### TASK
Repeat exactly the lines from the start of the entries below through the line containing "use std::path::PathBuf;". Omit the rest.

Saved data entries
********************

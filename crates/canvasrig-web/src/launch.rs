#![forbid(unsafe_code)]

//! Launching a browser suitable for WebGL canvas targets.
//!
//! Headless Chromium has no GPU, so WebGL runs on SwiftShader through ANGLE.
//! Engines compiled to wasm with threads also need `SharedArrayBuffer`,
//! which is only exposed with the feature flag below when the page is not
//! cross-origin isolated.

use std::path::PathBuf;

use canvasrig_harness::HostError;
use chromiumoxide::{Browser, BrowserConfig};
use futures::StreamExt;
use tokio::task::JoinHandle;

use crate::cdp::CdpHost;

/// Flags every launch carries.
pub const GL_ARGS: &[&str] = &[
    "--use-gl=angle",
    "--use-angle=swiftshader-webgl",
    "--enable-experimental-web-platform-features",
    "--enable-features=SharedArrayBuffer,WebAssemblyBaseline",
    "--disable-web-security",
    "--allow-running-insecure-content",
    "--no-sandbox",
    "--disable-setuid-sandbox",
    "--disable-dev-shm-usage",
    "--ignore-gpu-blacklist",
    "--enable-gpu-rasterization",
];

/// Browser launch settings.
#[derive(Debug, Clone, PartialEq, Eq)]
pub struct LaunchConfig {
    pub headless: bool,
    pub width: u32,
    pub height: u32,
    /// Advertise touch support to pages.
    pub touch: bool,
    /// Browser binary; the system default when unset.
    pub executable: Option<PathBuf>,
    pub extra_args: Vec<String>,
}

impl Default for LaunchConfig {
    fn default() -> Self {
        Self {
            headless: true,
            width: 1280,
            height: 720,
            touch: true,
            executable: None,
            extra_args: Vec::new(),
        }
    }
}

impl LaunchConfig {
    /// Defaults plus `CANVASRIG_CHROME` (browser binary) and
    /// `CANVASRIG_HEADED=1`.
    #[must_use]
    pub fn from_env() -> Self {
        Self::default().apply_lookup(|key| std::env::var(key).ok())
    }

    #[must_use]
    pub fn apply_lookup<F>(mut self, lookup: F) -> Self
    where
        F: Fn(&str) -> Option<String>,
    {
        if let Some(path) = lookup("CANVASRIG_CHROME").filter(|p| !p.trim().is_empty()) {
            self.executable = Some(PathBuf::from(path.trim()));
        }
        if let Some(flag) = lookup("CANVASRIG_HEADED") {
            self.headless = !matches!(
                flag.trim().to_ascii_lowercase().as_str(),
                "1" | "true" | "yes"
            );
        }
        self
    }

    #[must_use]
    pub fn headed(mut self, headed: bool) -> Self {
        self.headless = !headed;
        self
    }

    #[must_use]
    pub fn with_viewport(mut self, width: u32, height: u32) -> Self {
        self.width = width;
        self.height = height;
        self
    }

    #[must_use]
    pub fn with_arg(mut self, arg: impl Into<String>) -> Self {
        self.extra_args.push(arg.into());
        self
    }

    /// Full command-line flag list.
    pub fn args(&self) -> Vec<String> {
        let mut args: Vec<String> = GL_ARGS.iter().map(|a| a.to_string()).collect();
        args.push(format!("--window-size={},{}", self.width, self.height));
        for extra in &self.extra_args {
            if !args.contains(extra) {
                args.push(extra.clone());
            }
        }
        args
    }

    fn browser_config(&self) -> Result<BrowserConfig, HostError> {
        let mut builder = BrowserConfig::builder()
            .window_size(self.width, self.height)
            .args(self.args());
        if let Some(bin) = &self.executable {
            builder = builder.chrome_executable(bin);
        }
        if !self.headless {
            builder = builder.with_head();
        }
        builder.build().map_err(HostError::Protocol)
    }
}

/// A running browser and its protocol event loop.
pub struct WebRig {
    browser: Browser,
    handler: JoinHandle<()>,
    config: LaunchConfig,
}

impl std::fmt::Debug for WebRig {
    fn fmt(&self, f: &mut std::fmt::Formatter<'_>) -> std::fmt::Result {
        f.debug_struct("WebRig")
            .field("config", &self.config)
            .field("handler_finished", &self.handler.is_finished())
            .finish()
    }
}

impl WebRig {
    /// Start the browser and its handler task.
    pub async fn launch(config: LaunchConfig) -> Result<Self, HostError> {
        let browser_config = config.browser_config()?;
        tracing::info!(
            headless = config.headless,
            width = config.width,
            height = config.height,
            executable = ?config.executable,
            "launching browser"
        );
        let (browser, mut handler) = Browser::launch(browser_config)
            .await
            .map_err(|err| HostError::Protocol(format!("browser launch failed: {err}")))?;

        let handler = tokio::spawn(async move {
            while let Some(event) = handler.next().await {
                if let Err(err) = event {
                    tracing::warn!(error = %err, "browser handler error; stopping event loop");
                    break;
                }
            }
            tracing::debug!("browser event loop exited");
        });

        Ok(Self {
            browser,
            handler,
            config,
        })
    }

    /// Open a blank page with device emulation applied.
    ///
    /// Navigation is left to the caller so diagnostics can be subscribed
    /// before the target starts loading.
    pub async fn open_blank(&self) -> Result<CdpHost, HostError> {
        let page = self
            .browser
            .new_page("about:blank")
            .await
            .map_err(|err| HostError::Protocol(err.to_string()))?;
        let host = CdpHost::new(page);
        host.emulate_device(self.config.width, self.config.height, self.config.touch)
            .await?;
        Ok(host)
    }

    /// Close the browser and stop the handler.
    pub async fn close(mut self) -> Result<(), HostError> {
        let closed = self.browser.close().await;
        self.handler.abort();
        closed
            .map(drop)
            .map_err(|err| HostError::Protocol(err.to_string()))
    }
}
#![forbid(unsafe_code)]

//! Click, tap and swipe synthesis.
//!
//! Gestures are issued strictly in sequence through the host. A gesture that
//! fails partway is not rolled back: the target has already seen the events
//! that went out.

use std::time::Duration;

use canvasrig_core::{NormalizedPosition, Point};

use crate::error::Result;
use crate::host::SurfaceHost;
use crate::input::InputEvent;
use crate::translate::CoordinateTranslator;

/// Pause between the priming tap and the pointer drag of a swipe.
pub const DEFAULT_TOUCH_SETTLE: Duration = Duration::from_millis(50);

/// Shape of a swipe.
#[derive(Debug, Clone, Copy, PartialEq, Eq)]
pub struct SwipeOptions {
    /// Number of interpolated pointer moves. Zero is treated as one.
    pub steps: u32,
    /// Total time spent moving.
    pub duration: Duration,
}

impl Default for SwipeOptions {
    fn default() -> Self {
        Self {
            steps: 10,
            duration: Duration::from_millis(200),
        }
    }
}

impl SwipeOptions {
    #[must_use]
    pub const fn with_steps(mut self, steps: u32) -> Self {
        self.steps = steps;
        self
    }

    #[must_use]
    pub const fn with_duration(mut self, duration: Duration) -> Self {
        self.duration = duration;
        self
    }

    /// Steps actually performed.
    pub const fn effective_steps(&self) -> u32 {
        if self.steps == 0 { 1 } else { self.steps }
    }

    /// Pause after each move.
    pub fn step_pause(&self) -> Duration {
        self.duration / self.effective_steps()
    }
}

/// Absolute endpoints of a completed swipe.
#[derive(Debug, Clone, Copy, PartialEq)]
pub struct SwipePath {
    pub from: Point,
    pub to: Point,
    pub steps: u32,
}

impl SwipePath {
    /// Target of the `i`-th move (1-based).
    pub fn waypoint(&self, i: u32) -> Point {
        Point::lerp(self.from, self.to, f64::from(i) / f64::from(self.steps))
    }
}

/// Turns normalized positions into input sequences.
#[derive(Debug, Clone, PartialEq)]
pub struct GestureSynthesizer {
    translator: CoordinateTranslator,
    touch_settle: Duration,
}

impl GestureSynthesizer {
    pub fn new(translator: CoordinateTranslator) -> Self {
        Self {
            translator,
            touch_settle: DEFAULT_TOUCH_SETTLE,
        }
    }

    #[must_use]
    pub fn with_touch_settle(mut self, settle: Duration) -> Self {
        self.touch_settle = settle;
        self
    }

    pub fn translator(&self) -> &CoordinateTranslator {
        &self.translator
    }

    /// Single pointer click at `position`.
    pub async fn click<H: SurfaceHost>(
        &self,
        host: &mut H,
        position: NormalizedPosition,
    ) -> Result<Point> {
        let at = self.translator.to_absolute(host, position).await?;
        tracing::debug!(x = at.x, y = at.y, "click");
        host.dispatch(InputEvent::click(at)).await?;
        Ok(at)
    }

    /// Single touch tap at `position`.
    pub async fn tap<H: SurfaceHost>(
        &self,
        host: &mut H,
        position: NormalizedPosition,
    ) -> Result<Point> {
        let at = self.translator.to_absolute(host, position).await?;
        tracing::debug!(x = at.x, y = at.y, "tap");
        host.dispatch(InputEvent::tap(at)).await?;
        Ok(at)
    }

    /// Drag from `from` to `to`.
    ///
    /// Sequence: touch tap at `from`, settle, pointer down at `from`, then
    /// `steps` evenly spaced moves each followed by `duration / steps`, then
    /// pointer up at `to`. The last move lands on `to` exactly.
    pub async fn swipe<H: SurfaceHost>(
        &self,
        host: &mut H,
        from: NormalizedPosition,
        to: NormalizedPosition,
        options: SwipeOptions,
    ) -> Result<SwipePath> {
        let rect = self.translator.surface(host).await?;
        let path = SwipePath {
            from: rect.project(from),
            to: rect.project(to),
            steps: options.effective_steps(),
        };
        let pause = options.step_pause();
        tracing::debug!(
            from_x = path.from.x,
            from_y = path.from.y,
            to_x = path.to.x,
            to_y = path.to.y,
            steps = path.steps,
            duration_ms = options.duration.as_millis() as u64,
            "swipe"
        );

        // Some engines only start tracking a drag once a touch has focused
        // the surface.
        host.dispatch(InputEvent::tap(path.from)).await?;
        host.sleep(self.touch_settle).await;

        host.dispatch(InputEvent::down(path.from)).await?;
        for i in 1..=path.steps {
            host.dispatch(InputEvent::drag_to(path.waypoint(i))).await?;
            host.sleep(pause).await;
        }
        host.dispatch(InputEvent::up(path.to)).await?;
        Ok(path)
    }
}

********************

### ANSWER SPACE
filename crates/canvasrig-web/src/launch.rs
#![forbid(unsafe_code)]

//! Launching a browser suitable for WebGL canvas targets.
//!
//! Headless Chromium has no GPU, so WebGL runs on SwiftShader through ANGLE.
//! Engines compiled to wasm with threads also need `SharedArrayBuffer`,
//! which is only exposed with the feature flag below when the page is not
//! cross-origin isolated.

use std::path::PathBuf;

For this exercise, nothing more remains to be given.